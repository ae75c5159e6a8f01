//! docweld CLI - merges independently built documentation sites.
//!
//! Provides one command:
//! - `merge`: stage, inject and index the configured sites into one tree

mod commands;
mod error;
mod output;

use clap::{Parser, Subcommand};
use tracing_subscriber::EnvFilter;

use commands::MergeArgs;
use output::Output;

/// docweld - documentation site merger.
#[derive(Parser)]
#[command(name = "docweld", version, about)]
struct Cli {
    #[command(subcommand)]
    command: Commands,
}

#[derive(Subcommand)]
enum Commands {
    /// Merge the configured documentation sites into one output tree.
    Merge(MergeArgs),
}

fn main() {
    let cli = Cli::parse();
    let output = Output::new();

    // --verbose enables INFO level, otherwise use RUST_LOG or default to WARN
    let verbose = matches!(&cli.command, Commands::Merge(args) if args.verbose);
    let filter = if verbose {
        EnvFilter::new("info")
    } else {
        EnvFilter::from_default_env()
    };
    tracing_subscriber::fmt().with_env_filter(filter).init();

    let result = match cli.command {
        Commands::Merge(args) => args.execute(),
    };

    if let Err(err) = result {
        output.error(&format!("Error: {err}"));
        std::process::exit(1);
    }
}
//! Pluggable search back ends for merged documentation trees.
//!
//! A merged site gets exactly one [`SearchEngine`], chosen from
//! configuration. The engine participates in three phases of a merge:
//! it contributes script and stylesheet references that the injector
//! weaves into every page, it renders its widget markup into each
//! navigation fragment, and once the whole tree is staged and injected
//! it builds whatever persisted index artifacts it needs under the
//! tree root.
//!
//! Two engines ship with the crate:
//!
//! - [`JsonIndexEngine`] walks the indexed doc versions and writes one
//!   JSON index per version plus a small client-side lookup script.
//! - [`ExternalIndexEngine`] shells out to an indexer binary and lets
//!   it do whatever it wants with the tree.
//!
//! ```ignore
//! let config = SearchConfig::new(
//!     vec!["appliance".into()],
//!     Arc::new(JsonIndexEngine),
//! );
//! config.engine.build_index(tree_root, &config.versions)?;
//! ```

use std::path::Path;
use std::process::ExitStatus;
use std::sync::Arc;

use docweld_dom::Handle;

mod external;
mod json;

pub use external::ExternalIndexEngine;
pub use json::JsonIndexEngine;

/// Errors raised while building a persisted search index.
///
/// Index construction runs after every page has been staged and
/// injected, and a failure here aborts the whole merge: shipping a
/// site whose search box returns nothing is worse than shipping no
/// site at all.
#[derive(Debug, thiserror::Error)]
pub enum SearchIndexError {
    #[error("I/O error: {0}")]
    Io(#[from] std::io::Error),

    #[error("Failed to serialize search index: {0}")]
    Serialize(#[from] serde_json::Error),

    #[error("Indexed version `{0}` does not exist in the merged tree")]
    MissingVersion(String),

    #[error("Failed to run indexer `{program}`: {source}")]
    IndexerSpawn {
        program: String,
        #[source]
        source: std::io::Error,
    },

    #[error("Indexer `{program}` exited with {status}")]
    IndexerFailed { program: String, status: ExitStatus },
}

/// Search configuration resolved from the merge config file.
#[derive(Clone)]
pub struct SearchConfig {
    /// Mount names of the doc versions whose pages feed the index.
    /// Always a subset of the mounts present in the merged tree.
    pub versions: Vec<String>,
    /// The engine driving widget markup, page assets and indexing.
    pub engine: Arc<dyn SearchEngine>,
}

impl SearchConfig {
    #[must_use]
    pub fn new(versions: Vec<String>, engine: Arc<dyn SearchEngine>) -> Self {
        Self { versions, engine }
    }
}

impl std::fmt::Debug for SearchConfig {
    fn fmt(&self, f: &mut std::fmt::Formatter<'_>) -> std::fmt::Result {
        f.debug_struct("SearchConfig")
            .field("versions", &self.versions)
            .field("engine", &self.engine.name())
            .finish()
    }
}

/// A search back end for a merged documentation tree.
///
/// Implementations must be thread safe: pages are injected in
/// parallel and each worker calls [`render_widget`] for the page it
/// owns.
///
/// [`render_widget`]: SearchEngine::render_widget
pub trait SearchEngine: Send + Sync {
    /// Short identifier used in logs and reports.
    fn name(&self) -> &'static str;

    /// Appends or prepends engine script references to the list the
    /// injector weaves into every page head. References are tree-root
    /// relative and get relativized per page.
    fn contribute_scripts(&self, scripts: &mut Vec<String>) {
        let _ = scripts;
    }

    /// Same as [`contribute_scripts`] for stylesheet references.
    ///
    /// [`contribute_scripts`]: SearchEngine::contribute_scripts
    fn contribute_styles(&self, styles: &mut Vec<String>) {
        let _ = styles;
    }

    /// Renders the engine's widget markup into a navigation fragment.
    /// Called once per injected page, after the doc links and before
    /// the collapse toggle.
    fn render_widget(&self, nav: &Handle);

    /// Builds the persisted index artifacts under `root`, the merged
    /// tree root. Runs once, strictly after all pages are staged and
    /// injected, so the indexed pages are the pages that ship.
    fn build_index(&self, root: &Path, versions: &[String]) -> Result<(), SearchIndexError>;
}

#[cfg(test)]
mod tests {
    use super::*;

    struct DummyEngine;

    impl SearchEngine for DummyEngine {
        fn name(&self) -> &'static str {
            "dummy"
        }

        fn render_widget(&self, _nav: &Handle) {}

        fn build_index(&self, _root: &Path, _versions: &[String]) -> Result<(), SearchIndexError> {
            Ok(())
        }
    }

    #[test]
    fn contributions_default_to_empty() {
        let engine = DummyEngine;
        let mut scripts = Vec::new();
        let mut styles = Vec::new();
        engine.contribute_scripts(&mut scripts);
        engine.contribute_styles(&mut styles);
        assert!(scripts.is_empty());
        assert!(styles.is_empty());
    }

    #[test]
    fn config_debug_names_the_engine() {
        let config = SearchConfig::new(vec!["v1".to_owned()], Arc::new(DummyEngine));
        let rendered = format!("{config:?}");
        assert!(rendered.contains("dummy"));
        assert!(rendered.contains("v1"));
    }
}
----
▶ Task description
Pull out every line of the records that includes the string "each".

▶ Written answer
//! weaves into every page, it renders its widget markup into each
/// parallel and each worker calls [`render_widget`] for the page it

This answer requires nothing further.